Food Law News - EU - 2002


Commission Press Release (IP/02/1361), 24 September 2002

BY-PRODUCTS - David Byrne welcomes new rules on animal-by-products

Commissioner David Byrne, responsible for Health and Consumer Protection today welcomed the adoption by the European Parliament of a Regulation laying down clear rules on what must and may be done with animal materials that are excluded from the food chain. This includes rules on new disposal options such as transformation of the materials into biogas. Only material derived from animals declared fit for human consumption following veterinary inspection may be used for the production of animal feed. The regulation also prohibits any form of "cannibalism" within species.

"The requirements for feed are now as stringent as those for food, and this is a great step towards preventing any feed-born food crises like BSE or dioxin contamination. The Regulation sets out a transparent, comprehensive and directly applicable legal framework, replacing and simplifying a number of laws that have developed over more than a decade. It is a far-reaching and ambitious piece of legislation based on science and a concrete example how we are making food and feed safety a top priority. It is based on the over-riding principle to ensure food safety from the farm to the fork by introducing stringent conditions throughout the food and feed chains requiring safe collection, transport, storage, handling, processing, uses and disposal of animal by-products", said David Byrne.

The key objective of the Regulation is to revamp veterinary legislation on animal by-products (i.e. parts of a slaughtered animal that are not consumed by humans), so that it lives up to its fundamental objectives to ensure a high level of protection of public health throughout Europe. Feed-borne food crisis such as BSE or dioxin all point to control deficiencies in the feed sector.

Safe disposal of animal by-products

The Regulation builds on previous EU measures requiring the exclusion of dead animals, specified risk materials (SRMs) and other condemned materials from feed, and the pressure treatment of mammalian materials intended for use in feed. It classifies animal by-products into three categories based on their potential risk to animals, the public or the environment, and sets out how each category must or may be disposed of.

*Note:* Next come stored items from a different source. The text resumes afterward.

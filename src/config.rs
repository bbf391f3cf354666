use clap::Parser;
use tracing::info;

/// Runtime configuration for the PowerCycle handler.
#[derive(Parser, Debug, Clone)]
#[command(name = "powercycle", version, about = "Bulk start/stop handler for EC2 instances")]
pub struct PowerCycleConfig {
    /// Log output format (json, pretty)
    #[arg(long, env = "LOG_FORMAT", default_value = "json")]
    pub log_format: String,

    /// Log level filter (trace, debug, info, warn, error)
    #[arg(long, env = "LOG_LEVEL", default_value = "info")]
    pub log_level: String,
}

impl PowerCycleConfig {
    pub fn from_args() -> Self {
        Self::parse()
    }

    pub fn display(&self) {
        info!(
            log_format = %self.log_format,
            log_level = %self.log_level,
            "Configuration initialized"
        );
    }
}

/// Runtime configuration for the DNS-Sync handler.
#[derive(Parser, Debug, Clone)]
#[command(name = "dns-sync", version, about = "Route 53 record sync on EC2 state changes")]
pub struct DnsSyncConfig {
    /// Route 53 hosted zone that receives the A record upserts
    #[arg(long, env = "HOSTED_ZONE_ID")]
    pub hosted_zone_id: String,

    /// TTL in seconds for upserted records
    #[arg(long, env = "DNS_RECORD_TTL", default_value = "30")]
    pub record_ttl: i64,

    /// Log output format (json, pretty)
    #[arg(long, env = "LOG_FORMAT", default_value = "json")]
    pub log_format: String,

    /// Log level filter (trace, debug, info, warn, error)
    #[arg(long, env = "LOG_LEVEL", default_value = "info")]
    pub log_level: String,
}

impl DnsSyncConfig {
    pub fn from_args() -> Self {
        Self::parse()
    }

    pub fn dns_settings(&self) -> DnsSettings {
        DnsSettings {
            hosted_zone_id: self.hosted_zone_id.clone(),
            record_ttl: self.record_ttl,
        }
    }

    pub fn display(&self) {
        info!(
            hosted_zone_id = %self.hosted_zone_id,
            record_ttl = self.record_ttl,
            log_format = %self.log_format,
            log_level = %self.log_level,
            "Configuration initialized"
        );
    }
}

/// DNS target settings threaded into the upsert path.
#[derive(Debug, Clone)]
pub struct DnsSettings {
    pub hosted_zone_id: String,
    pub record_ttl: i64,
}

Category 1 materials (i.e. animal by-products presenting highest risk such as TSEs or scrapie, residues of prohibited substance e.g. hormone used for growth promotion or environmental contaminants e.g. dioxins, PCBs) must be completely disposed of as waste by incineration or landfill after appropriate heat treatment.

Category 2 materials include animal by-products presenting a risk of contamination with other animal diseases (e.g. animals which die on farm or are killed in the context of disease control measures on farm or at risk of residues of veterinary drugs), and may be recycled for uses other than feeds after appropriate treatment (e.g. biogas, composting, oleo-chemical products, etc).

Only category 3 materials (i.e. by-products derived from healthy animals slaughtered for human consumption) may be used in the production of feeds following appropriate treatment in approved processing plants.

It also requires reliable traceability and identification systems of marking for certain materials intended for specific disposal options (e.g. incineration of meat and bone meal) to avoid possible frauds or risk of diversion of unauthorised products into food and feed.

Intra-species recycling (cannibalism) ban

The Regulation extends the current ruminant intra-species recycling (cannibalism) ban to other species. It does not affect the current EU total ban on the feeding of meat and bone meal to farmed animals, which is a separate issue and remains in force without any date set to terminate it. However, the Regulation establishes clear safety rules for the production of meat and bone meal in case it is ever re-authorised for inclusion in feed for certain non-ruminant species, e.g. poultry and pigs.

Catering waste

While the uses of catering waste in feed for pigs and poultry is not the focus of the Regulation, it is of major concern to nearly all Member States who agreed last year on a total ban on such feeding practices in the revised Council Directive on Swine Fever. Such uses have been at the origin of a number of major animal disease epidemics including the outbreak of foot and mouth disease in the UK last year. which have led to enormous losses to the farming and non-farming community. The adopted Regulation is flexible, permitting a temporary relaxation of the ban on the use of category 3 catering waste in feed for a period of not more than 4 years for certain Member States under certain highly controlled conditions to be established shortly by the Commission's Standing Committee on the Food Chain and Animal Health.

Next steps

The Commission will now focus on preparing implementing measures (e.g. approval of alternative disposal methods, derogation on intra-species recycling for fish and fur animals, feeding of vultures, etc) as well as a number of transitional measures before the application of the Regulation in six months following entry into force on the 20th day of its publication in the Official Journal of the European Communities.